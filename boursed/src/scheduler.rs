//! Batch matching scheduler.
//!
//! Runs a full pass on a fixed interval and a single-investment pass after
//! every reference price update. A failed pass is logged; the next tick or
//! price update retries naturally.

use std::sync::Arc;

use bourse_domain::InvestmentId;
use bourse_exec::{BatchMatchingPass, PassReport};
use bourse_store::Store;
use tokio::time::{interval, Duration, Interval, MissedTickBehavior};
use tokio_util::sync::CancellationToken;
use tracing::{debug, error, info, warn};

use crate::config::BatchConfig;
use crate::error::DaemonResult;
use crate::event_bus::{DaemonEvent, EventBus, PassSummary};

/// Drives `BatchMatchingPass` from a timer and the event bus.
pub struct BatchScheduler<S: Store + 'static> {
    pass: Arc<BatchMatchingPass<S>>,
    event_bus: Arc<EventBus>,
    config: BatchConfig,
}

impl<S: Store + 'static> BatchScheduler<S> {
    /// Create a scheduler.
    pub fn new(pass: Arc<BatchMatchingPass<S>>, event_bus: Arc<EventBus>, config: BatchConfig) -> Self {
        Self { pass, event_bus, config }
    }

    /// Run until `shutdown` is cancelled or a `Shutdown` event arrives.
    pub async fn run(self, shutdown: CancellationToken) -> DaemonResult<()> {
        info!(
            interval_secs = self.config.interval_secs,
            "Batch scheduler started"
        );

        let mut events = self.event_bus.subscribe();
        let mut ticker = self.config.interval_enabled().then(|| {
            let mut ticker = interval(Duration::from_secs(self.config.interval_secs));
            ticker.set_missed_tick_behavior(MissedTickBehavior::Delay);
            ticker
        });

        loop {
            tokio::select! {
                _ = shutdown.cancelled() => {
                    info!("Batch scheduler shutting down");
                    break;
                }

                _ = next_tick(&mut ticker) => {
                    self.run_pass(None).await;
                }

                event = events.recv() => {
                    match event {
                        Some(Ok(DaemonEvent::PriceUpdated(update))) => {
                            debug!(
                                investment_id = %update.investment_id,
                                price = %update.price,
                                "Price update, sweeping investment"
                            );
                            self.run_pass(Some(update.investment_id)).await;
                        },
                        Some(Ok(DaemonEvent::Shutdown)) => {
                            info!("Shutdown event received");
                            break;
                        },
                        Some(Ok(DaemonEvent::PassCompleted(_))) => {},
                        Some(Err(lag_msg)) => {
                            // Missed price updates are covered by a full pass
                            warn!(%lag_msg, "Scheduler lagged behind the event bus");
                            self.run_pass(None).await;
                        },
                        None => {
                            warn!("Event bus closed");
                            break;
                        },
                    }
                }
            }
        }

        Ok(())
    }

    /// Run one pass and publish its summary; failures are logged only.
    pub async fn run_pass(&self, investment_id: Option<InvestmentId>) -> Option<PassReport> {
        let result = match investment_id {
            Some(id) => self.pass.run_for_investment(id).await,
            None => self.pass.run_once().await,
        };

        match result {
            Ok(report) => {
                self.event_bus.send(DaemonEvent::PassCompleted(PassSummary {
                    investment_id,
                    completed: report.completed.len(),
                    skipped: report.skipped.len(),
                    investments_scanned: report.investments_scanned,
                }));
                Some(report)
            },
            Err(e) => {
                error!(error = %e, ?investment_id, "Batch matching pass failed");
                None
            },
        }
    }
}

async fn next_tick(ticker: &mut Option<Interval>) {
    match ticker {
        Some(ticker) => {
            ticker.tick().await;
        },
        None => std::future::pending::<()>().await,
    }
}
---
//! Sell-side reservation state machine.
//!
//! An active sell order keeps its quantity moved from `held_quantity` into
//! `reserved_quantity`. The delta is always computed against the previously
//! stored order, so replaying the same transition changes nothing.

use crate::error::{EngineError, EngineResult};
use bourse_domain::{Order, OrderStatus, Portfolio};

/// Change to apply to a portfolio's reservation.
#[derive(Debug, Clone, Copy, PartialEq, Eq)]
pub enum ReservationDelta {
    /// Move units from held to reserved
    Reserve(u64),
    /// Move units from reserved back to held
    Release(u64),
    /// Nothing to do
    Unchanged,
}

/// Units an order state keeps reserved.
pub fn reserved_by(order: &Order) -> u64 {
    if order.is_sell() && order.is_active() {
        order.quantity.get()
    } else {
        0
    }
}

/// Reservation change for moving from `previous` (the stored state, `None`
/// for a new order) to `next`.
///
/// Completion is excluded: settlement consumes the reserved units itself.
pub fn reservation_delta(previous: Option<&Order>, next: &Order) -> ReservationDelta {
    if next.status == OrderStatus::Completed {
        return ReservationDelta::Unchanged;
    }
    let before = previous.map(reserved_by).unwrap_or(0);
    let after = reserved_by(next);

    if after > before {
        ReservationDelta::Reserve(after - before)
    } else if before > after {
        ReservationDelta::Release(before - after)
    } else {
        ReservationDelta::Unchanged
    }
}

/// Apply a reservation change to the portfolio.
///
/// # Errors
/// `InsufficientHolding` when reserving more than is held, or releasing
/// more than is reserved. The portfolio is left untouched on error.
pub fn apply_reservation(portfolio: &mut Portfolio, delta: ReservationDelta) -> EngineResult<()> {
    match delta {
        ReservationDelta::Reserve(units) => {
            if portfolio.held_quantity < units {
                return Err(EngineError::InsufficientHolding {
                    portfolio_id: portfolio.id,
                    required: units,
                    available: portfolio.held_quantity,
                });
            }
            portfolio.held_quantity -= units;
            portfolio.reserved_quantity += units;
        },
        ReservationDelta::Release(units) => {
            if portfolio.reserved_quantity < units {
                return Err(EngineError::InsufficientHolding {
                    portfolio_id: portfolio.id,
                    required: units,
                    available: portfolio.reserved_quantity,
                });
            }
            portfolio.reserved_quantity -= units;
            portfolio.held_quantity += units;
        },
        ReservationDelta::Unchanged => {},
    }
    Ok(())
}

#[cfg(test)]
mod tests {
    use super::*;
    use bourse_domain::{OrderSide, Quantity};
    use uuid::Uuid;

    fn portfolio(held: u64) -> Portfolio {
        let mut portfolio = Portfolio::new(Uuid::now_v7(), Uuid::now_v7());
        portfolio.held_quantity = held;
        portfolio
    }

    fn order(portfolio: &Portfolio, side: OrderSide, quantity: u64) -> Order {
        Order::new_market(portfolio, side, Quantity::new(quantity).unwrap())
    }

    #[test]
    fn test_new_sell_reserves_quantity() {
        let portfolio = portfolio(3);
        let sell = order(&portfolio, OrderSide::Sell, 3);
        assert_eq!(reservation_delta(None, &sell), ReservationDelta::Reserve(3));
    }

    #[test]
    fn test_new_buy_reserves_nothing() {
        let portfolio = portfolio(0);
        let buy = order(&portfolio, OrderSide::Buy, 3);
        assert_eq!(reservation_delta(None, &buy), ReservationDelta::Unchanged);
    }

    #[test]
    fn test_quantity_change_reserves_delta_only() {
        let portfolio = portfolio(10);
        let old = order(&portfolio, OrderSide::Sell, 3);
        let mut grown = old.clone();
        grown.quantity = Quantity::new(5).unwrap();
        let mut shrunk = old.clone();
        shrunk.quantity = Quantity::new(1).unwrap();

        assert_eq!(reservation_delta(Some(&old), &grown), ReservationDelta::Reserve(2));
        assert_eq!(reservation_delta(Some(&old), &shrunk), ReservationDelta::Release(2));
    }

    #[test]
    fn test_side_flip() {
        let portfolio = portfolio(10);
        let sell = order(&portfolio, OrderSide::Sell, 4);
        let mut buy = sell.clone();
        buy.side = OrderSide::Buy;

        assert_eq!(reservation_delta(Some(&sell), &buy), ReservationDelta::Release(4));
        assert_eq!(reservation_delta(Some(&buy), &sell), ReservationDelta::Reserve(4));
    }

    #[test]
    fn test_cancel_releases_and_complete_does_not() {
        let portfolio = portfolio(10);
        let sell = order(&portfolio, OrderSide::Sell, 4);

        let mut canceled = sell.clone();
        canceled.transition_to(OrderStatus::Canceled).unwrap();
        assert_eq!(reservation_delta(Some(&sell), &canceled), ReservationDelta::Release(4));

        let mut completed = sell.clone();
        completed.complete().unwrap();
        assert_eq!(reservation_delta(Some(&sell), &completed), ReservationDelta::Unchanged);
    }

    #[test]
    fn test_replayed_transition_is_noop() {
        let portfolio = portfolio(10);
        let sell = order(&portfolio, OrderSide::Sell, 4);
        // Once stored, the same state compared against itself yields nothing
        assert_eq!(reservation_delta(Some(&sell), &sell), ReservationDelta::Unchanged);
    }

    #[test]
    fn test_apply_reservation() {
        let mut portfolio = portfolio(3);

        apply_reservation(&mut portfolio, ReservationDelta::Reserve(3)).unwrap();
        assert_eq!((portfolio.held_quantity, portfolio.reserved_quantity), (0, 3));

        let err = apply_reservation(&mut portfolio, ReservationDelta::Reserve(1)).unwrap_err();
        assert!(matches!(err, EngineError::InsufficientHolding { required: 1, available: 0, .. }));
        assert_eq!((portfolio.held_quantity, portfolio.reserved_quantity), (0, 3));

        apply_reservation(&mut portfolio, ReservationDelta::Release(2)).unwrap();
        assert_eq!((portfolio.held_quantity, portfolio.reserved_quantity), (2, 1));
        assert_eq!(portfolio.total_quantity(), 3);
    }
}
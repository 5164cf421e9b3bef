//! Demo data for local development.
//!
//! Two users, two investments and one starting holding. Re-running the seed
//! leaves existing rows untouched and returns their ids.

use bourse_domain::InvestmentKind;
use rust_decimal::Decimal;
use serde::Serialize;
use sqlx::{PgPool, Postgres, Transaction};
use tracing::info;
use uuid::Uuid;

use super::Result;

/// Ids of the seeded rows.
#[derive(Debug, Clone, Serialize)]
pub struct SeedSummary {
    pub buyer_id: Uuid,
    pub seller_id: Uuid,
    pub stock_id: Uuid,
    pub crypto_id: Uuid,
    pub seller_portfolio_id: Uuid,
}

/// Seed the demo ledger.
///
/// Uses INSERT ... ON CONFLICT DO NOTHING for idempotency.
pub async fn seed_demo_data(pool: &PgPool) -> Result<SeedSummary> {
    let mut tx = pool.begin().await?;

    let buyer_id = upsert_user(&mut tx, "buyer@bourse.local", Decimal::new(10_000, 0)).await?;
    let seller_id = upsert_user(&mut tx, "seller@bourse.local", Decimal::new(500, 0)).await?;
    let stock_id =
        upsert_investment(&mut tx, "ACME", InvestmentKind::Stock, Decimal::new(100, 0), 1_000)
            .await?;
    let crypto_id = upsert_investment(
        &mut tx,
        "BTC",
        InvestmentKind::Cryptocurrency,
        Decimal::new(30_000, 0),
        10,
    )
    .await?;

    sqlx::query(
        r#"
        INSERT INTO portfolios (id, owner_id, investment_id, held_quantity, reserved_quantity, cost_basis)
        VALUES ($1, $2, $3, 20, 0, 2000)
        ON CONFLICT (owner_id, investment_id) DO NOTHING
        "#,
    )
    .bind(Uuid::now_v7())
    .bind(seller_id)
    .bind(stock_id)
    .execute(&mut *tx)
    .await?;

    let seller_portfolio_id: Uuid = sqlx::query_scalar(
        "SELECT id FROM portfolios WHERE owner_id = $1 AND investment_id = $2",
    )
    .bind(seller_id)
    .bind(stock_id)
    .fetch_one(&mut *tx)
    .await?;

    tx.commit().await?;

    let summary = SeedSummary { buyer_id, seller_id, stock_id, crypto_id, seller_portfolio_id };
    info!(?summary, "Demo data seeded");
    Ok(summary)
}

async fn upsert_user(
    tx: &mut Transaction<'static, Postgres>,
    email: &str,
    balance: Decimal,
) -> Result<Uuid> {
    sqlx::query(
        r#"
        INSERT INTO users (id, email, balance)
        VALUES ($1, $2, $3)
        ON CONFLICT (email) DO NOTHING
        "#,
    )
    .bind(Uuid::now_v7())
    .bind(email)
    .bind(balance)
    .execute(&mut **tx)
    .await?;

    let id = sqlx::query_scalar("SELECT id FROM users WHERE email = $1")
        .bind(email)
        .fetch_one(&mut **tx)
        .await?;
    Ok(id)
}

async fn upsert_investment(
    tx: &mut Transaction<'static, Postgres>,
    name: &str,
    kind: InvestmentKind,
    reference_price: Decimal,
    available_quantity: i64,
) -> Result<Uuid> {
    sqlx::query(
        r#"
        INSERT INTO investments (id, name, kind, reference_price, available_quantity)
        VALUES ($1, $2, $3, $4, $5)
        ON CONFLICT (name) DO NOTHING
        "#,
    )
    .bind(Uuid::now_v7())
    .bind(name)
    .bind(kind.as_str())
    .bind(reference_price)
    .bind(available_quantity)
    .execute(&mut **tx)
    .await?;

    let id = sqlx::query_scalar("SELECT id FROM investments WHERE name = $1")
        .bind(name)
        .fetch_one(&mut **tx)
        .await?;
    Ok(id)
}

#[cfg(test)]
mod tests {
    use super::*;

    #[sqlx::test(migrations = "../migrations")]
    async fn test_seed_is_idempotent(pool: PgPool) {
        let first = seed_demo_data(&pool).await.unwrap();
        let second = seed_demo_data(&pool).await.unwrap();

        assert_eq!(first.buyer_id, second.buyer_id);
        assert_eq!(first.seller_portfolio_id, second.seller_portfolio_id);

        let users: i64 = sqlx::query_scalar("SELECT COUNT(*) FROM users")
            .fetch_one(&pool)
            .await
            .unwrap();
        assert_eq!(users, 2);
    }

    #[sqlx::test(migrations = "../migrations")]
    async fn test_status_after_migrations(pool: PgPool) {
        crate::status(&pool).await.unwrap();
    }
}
---
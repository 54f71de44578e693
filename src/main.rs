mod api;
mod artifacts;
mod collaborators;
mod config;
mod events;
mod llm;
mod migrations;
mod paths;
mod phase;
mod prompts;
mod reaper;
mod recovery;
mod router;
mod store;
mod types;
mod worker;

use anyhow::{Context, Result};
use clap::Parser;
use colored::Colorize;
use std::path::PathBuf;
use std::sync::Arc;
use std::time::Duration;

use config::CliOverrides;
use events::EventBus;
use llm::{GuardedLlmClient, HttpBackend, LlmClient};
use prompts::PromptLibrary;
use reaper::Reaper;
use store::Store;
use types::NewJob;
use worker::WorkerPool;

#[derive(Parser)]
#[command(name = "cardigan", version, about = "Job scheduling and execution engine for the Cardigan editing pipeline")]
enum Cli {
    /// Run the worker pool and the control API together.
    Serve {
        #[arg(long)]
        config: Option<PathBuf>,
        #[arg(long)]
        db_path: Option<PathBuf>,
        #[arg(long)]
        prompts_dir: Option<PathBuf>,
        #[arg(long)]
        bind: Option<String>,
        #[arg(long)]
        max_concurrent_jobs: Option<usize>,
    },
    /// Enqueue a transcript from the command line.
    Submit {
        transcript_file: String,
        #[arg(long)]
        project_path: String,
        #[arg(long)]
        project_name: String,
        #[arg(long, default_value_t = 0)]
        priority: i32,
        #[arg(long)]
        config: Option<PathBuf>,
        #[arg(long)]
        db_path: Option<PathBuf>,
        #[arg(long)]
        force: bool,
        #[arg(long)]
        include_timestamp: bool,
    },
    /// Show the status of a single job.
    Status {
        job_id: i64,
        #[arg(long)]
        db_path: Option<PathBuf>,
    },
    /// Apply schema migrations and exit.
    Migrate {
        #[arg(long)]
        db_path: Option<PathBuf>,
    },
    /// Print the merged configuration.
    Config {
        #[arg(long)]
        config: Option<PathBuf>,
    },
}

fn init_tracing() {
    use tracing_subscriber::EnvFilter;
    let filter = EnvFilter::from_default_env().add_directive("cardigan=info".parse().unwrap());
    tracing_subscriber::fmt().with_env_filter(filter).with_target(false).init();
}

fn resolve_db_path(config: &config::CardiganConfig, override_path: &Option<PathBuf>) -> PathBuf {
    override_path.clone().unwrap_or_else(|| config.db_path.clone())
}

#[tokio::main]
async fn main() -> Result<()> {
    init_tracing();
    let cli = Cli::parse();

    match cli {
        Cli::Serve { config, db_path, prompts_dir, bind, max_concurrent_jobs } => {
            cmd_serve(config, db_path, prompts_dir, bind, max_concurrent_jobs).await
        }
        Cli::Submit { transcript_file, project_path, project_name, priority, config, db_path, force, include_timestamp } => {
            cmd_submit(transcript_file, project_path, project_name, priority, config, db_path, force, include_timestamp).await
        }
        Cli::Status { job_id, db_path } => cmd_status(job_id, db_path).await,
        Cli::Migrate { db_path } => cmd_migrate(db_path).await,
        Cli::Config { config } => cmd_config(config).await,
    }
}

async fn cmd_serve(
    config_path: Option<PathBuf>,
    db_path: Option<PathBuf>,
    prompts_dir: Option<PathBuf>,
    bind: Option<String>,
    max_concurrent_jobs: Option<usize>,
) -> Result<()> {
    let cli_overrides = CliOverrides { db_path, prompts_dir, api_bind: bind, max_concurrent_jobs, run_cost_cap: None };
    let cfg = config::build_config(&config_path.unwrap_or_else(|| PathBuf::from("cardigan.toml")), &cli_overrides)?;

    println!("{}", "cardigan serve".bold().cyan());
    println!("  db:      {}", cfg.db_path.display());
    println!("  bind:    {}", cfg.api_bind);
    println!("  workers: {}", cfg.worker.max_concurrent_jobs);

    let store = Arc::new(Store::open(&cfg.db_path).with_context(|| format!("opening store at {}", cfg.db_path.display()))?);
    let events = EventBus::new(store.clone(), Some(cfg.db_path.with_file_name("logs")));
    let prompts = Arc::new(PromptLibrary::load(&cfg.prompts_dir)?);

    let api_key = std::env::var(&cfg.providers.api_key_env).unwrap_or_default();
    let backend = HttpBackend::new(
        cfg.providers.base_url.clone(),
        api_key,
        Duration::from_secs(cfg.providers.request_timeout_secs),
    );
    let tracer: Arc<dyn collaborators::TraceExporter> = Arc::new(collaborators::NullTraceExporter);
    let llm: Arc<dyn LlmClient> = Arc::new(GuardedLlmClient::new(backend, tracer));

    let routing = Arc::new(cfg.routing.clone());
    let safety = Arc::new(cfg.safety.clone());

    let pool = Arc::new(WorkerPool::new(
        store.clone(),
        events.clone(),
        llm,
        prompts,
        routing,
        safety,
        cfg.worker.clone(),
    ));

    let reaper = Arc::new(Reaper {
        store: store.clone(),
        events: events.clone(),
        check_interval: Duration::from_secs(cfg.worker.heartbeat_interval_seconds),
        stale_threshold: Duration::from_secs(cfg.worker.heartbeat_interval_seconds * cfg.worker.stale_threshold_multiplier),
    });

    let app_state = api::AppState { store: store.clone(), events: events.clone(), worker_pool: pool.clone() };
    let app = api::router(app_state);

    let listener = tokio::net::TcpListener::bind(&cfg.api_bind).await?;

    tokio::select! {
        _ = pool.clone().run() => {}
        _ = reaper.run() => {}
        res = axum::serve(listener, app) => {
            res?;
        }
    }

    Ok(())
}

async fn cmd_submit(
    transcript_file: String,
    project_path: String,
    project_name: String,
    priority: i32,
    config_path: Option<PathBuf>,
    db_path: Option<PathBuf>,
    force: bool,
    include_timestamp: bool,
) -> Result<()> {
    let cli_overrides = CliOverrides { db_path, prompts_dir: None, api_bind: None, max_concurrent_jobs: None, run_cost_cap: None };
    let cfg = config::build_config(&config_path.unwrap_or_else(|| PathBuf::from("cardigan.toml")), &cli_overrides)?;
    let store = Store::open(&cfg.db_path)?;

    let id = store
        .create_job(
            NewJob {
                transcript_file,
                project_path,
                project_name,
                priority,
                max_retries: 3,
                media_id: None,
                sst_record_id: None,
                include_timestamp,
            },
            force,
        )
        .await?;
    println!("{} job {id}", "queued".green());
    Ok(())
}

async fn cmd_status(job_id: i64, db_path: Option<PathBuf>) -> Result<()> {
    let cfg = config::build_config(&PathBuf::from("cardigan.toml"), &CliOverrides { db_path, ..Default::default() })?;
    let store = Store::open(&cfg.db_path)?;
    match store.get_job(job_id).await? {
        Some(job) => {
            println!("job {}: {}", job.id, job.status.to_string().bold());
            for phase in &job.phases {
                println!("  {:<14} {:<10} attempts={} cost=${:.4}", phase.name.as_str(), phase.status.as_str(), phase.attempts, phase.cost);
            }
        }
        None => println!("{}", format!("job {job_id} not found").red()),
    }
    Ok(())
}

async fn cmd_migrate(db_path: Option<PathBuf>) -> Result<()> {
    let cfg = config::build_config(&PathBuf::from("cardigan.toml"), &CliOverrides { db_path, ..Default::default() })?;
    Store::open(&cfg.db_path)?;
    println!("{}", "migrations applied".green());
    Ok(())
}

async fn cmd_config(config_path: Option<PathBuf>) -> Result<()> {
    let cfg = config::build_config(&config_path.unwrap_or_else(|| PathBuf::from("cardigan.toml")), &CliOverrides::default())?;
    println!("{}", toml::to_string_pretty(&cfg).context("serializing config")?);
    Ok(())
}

Your objective ▸ Reproduce all lines from the records above that include the word "first".

Final answer ▸
        let first = seed_demo_data(&pool).await.unwrap();
        assert_eq!(first.buyer_id, second.buyer_id);
        assert_eq!(first.seller_portfolio_id, second.seller_portfolio_id);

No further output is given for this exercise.